◆ **EXERCISE REQUIREMENTS**: Output only the lines of the entries that follow, starting at the one with "- 대문자로 변환: HELLO" and running down to the one with "long, and merges", both included and unchanged.

--- DATA FOR THIS TASK Enclosed Below ---

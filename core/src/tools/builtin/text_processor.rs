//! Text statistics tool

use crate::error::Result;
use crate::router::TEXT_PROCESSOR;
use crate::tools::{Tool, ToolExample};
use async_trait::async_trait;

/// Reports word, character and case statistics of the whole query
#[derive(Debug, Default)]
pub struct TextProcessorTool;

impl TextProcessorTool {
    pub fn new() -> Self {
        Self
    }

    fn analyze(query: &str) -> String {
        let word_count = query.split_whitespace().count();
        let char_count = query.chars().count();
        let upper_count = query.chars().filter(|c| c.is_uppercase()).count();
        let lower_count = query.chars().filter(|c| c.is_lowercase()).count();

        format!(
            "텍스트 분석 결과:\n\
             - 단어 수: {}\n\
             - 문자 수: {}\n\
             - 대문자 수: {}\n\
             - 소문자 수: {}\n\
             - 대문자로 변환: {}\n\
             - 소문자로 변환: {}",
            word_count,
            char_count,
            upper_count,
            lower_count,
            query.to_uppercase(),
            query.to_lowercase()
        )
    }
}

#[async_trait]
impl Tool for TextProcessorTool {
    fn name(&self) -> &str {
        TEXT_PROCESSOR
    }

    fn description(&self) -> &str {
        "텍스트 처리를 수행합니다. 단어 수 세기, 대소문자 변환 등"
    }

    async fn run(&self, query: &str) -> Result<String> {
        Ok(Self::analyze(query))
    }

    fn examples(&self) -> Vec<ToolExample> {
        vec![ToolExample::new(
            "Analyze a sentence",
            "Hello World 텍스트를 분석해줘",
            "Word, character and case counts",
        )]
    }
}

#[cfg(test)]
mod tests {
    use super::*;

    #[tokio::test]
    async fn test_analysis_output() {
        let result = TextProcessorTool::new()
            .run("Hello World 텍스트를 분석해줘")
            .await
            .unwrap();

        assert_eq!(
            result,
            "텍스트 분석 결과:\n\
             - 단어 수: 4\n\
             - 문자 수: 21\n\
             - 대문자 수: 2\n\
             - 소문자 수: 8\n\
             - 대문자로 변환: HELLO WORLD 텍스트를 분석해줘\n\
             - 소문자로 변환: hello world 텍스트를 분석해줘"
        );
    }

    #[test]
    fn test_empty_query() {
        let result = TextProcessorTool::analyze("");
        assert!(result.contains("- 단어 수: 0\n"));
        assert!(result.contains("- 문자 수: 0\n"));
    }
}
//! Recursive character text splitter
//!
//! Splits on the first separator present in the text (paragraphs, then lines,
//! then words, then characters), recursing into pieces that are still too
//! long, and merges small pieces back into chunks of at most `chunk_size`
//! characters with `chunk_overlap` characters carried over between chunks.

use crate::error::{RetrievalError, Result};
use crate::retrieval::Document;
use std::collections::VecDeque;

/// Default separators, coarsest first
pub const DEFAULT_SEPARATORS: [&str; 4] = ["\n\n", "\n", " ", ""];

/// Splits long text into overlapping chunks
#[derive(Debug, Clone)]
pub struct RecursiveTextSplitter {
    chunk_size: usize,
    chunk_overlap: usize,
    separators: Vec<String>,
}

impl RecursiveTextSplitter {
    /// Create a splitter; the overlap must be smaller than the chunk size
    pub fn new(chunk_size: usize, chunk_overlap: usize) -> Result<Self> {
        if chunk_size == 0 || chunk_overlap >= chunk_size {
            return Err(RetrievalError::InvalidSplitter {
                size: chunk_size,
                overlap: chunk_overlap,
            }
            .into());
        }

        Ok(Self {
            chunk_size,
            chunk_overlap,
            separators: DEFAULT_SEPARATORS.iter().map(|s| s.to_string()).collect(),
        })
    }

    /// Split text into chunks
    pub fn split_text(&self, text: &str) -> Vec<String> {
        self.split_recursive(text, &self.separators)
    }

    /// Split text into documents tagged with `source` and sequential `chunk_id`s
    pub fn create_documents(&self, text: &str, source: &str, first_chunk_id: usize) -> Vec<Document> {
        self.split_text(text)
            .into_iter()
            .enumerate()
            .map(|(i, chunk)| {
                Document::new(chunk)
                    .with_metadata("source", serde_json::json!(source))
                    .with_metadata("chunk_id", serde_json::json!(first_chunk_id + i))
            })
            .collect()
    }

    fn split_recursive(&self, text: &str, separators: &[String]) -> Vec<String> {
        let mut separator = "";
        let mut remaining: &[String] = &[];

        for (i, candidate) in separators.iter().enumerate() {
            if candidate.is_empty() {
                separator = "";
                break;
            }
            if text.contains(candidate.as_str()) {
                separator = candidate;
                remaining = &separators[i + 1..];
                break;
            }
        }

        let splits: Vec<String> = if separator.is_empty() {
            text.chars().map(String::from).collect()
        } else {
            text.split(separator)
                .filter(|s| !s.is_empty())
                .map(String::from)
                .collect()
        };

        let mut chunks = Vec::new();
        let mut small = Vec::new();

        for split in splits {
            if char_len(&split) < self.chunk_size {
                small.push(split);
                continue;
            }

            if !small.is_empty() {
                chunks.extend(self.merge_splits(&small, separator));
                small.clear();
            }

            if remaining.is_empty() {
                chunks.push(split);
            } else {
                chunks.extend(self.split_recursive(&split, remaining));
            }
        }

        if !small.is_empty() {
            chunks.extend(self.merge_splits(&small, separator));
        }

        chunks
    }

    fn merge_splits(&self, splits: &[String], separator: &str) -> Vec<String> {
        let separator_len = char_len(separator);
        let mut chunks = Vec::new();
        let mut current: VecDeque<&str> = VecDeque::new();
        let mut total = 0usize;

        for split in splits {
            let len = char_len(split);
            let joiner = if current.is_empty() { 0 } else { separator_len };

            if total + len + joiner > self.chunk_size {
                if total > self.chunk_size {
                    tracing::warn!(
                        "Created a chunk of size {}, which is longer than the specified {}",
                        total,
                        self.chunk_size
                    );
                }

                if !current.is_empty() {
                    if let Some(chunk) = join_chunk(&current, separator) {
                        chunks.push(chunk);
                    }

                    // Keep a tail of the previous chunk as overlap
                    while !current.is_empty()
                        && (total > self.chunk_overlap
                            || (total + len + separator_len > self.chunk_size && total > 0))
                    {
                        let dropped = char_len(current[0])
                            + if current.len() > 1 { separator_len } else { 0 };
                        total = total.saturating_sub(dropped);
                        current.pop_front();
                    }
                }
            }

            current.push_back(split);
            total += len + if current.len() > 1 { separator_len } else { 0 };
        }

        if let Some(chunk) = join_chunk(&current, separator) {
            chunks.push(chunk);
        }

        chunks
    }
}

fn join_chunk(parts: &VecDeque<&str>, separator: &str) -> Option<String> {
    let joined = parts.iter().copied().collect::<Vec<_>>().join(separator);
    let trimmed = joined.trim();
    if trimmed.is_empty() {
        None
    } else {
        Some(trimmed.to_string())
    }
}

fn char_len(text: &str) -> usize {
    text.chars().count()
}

--- End of Enclosed DATA FOR THIS TASK ---

◆ **TASK SOLUTION**:
             - 대문자로 변환: HELLO WORLD 텍스트를 분석해줘\n\
             - 소문자로 변환: hello world 텍스트를 분석해줘"
        );
    }

    #[test]
    fn test_empty_query() {
        let result = TextProcessorTool::analyze("");
        assert!(result.contains("- 단어 수: 0\n"));
        assert!(result.contains("- 문자 수: 0\n"));
    }
}
//! Recursive character text splitter
//!
//! Splits on the first separator present in the text (paragraphs, then lines,
//! then words, then characters), recursing into pieces that are still too
//! long, and merges small pieces back into chunks of at most `chunk_size`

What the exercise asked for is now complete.